L’amour, omniprésent sous cette acception élargie dans le travail de Sara Sadik, fait objection à la guerre de tous contre tous. Elle fait aussi objection à l’indignité dans laquelle l’appareil médiatique et politique entend réduire les habitants des quartiers populaires et à l’illégitimité qui frappe leurs imaginaires. Le spectateur sceptique ne manquera pas de demander: n’est-ce pas plaquer indûment un romantisme sur ces jeunes hommes dont «on connaît bien» les frasques et les turpitudes?

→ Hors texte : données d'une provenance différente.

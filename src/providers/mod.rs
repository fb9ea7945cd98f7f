// src/providers/mod.rs
//
// Upstream data providers, consumed behind traits so the cycle
// controller can run against canned data in tests.

pub mod pretalx;
pub mod trackapi;

use async_trait::async_trait;
use chrono::{DateTime, Utc};
use std::collections::HashMap;
use thiserror::Error;

use crate::schedule::ScheduleEntry;

#[derive(Debug, Error)]
pub enum FetchError {
    #[error("HTTP request error: {0}")]
    Http(#[from] reqwest::Error),
    #[error("malformed response: {0}")]
    Malformed(String),
}

#[derive(Debug, Clone, serde::Deserialize)]
pub struct Waypoint {
    pub trackmarker: f64,
}

/// Track topology as reported by the track data service.
#[derive(Debug, Clone, serde::Deserialize)]
pub struct Topology {
    pub waypoints: HashMap<String, Waypoint>,
}

impl Topology {
    /// Loop length: the highest waypoint trackmarker on the track.
    pub fn track_length(&self) -> Option<f64> {
        self.waypoints
            .values()
            .map(|w| w.trackmarker)
            .fold(None, |acc, m| Some(acc.map_or(m, |a: f64| a.max(m))))
    }
}

/// One raw position report for one train.
#[derive(Debug, Clone)]
pub struct PositionReport {
    pub object_id: String,
    pub position: f64,
    pub observed_at: DateTime<Utc>,
}

#[async_trait]
pub trait TrackDataProvider: Send {
    async fn get_topology(&self) -> Result<Topology, FetchError>;
    async fn get_position_reports(&self) -> Result<Vec<PositionReport>, FetchError>;
}

#[async_trait]
pub trait ScheduleProvider: Send {
    async fn get_all_entries(&self) -> Result<Vec<ScheduleEntry>, FetchError>;
}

Une telle question en dira plus long sur celui qui la pose que sur les jeunes hommes non-blancs et la fantasmagorie sexuelle et agressive qu’on veut leur prêter—quand bien même le fantasme rejoindrait la réalité. 

L’excitation du petit ou grand bourgeois à aller fouiller dans les sales histoires, les petites perversions ou les anecdotes morbides ou pornographiques de ses pauvres ne rappelle pas seulement les portraits classiques—et au fond, hyper-moralistes—d’une certaine tradition naturaliste française, dénoncée à l’époque par tous les théoriciens socialistes—lisez les pages acerbes de Paul Lafargue, gendre de Karl Marx, sur les romans de Zola; ce dévergondage par procuration nous rappelle aussi qu’on attend du monde de l’art—même chez les critiques ou les spectateurs prétendument «progressistes»—qu’il épouse l’époque dans ses abords les plus cyniques et qu’il abandonne définitivement tout attachement à la vérité et à la beauté qu’elle recèle.

Alors que le pouvoir politique français légifère et communique sur le bobard raciste du «séparatisme», Sara Sadik nous rappelle combien la «communauté» n’est pas un choix ou une solution qui s’offrirait aux exclus du monde blanc, mais bel et bien une question. L’amour ne représente pas seulement une aspiration frustrée; il est aussi un sentiment profond qui bouleverse ce qu’on attendait de soi-même et de la vie—tel le protagoniste de Khtobtogone qui réinterroge ses choix existentiels profonds. La force politique des créations de Sara Sadik est de montrer le travail complexe et toujours recommencé des cultures subalternes pour rapprocher et grandir des gens que tout un monde cherche à diviser, à écraser, à humilier. Les incrédules, ceux qui se croient «savants» et sages, n’y voient qu’une grande industrie peuplée de fausses chanteuses autotunées, de rappeurs semi-illettrés, d’ados perdus accros à leurs «écrans», de mecs lourdingues shootés aux jeux vidéo.

Bien loin de ces lieux communs de l’opinion dominante—des plateaux télé zemmourisés aux salles des profs—, et en rupture avec le pillage commercial, l’art peut être aussi un véritable contemporain des subalternes et de leur propre «travail de culture».


Félix Boggio Éwanjé-Épée enseigne la philosophie en lycée.
Stella Magliani-Belkacem est éditrice (La fabrique éditions).
(2021)

Invitation réalisée à l'occasion de l'exposition Hlel Academy de Sara Sadik.